WHAT YOU WILL DO: Below are some records; return each one exactly as written.
--- START ---
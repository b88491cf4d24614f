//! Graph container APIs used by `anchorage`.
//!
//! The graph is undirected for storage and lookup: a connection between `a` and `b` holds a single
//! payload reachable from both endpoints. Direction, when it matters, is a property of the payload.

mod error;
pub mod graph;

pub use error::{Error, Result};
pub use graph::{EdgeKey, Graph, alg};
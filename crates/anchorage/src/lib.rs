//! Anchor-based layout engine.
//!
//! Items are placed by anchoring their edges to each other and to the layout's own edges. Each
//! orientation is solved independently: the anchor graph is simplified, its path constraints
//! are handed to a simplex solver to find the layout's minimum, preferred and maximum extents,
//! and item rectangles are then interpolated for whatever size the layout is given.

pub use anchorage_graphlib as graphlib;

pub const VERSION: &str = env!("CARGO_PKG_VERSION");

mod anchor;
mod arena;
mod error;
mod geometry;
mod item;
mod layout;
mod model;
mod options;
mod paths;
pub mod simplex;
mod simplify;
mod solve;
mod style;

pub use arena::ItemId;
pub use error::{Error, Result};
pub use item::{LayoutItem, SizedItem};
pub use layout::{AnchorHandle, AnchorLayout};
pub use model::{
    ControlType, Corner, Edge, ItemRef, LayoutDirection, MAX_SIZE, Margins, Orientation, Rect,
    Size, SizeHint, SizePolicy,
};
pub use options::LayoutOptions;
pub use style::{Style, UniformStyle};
--- END ---
EXERCISE OUTPUT:
repository b88491cf4d24614f
//! Graph container APIs used by `anchorage`.
//!
//! The graph is undirected for storage and lookup: a connection between `a` and `b` holds a single
//! payload reachable from both endpoints. Direction, when it matters, is a property of the payload.

mod error;
pub mod graph;

pub use error::{Error, Result};
pub use graph::{EdgeKey, Graph, alg};
filename crates/anchorage/src/lib.rs
//! Anchor-based layout engine.
//!
//! Items are placed by anchoring their edges to each other and to the layout's own edges. Each
//! orientation is solved independently: the anchor graph is simplified, its path constraints
//! are handed to a simplex solver to find the layout's minimum, preferred and maximum extents,
//! and item rectangles are then interpolated for whatever size the layout is given.

pub use anchorage_graphlib as graphlib;

pub const VERSION: &str = env!("CARGO_PKG_VERSION");

mod anchor;
mod arena;
mod error;
mod geometry;
mod item;
mod layout;
mod model;
mod options;
mod paths;
pub mod simplex;
mod simplify;
mod solve;
mod style;

pub use arena::ItemId;
pub use error::{Error, Result};
pub use item::{LayoutItem, SizedItem};
pub use layout::{AnchorHandle, AnchorLayout};
pub use model::{
    ControlType, Corner, Edge, ItemRef, LayoutDirection, MAX_SIZE, Margins, Orientation, Rect,
    Size, SizeHint, SizePolicy,
};
pub use options::LayoutOptions;
pub use style::{Style, UniformStyle};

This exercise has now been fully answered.